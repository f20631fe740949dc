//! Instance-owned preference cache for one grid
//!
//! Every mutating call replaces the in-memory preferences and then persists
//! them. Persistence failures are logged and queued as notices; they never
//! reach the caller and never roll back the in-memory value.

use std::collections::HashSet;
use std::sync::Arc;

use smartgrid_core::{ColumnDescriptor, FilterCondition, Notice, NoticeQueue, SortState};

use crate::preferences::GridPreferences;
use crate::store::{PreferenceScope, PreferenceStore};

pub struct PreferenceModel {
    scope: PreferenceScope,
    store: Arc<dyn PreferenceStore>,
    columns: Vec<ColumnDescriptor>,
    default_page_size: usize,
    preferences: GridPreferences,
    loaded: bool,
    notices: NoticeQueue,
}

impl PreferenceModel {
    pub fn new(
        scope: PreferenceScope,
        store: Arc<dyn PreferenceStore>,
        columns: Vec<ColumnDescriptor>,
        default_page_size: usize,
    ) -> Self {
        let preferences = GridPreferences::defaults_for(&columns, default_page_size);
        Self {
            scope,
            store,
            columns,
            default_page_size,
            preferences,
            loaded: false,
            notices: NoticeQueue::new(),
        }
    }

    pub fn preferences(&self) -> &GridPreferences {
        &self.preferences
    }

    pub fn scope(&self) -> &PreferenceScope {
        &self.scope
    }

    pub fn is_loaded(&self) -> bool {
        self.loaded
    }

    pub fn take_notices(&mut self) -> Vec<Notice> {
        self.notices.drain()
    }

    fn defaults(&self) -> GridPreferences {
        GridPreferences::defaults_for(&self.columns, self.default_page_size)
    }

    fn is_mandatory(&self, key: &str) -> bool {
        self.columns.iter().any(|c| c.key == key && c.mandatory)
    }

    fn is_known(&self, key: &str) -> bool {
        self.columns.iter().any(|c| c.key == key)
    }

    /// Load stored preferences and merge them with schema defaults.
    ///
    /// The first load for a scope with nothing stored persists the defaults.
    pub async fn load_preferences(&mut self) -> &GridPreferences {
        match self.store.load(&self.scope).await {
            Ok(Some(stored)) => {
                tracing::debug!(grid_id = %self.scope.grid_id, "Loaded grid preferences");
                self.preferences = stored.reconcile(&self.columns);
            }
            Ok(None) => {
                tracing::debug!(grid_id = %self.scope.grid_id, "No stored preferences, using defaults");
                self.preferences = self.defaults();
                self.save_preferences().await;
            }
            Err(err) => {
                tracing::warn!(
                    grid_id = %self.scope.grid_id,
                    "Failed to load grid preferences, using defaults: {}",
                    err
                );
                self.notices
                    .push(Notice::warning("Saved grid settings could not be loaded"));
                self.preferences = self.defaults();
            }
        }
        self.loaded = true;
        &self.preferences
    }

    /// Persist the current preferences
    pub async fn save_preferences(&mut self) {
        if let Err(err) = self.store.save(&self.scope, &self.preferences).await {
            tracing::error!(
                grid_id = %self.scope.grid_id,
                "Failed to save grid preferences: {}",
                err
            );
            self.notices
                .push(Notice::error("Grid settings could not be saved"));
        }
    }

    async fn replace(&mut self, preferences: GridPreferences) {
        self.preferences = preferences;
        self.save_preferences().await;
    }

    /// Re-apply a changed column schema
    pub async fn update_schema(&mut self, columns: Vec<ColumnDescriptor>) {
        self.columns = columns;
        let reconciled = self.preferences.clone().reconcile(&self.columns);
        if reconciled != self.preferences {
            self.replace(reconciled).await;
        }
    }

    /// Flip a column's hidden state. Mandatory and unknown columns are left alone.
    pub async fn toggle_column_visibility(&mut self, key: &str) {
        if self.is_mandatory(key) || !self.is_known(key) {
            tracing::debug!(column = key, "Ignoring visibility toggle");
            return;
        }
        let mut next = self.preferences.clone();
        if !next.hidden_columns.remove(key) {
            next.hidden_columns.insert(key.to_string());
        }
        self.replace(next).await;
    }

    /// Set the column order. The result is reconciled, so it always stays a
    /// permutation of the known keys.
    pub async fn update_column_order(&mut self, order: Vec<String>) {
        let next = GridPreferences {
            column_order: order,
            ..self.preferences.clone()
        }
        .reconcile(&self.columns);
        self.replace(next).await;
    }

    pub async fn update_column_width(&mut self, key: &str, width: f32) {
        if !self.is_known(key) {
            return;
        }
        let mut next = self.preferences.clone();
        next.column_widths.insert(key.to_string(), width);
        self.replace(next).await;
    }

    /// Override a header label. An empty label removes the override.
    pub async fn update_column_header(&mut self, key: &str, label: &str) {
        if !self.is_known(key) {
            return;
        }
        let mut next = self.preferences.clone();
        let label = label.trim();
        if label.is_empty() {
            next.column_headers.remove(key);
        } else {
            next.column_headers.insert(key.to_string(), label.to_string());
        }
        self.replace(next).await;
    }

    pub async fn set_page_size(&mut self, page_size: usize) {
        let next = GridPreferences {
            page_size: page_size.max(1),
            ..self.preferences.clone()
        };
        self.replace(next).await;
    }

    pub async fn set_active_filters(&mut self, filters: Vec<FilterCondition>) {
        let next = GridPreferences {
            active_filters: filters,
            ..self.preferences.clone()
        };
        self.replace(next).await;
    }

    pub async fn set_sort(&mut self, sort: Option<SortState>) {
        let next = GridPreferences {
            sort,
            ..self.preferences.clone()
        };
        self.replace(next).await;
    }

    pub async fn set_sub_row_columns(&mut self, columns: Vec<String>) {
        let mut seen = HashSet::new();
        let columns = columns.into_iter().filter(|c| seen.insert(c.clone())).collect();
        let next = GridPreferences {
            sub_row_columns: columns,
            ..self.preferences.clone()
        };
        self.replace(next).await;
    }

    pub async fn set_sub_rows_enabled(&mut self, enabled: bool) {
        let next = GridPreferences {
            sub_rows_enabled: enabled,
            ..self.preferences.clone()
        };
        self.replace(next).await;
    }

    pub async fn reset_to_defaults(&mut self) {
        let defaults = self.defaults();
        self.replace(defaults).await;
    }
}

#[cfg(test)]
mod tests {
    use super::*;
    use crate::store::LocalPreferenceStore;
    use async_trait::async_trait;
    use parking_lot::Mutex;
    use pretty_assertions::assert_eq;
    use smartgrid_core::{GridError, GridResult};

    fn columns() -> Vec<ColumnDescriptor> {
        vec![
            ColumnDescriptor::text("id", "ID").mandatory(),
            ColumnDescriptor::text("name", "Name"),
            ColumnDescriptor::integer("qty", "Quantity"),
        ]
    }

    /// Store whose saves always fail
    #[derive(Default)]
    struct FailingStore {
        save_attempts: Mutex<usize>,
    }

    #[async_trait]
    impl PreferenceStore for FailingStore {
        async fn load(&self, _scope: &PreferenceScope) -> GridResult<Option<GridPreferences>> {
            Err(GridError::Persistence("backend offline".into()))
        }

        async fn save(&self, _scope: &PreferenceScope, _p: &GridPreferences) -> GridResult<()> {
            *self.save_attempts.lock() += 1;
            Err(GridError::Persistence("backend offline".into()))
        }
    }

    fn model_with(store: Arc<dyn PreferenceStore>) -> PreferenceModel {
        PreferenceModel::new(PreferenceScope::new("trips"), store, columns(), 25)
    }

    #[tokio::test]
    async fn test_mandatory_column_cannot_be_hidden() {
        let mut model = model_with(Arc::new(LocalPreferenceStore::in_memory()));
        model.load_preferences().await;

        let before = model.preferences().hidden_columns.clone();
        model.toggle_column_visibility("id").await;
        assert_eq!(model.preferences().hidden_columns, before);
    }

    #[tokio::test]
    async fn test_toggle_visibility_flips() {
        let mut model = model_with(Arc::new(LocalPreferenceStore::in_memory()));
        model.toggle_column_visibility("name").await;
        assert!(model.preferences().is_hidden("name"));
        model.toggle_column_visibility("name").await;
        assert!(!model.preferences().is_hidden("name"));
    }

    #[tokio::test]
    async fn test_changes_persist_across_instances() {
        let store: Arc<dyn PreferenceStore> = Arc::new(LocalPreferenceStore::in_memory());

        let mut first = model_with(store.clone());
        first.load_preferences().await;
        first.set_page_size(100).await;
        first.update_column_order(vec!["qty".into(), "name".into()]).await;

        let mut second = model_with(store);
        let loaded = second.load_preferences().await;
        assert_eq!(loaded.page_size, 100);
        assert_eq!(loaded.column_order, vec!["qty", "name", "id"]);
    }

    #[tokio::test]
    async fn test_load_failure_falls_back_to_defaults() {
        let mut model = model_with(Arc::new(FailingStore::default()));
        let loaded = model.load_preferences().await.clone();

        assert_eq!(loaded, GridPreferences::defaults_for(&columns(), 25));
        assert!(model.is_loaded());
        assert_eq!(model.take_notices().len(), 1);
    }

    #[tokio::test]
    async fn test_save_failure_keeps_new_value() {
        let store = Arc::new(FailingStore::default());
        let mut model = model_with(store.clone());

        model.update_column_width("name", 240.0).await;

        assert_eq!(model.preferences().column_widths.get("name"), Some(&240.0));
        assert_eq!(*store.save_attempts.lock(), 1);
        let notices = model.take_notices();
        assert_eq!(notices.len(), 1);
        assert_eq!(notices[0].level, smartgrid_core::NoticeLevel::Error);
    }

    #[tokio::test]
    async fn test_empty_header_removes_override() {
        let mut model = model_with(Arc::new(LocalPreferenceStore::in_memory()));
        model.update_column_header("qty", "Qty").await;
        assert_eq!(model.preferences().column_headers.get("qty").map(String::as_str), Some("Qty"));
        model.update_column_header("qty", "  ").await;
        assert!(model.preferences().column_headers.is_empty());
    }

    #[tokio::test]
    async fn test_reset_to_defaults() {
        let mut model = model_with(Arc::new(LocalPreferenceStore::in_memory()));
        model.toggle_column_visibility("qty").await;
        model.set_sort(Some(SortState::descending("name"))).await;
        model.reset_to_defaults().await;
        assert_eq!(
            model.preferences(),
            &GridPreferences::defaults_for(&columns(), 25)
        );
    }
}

> About this task
Find the lines above that contain the word "reconciled" and collect them.

> Solution to this task
        let reconciled = self.preferences.clone().reconcile(&self.columns);
        if reconciled != self.preferences {
            self.replace(reconciled).await;
    /// Set the column order. The result is reconciled, so it always stays a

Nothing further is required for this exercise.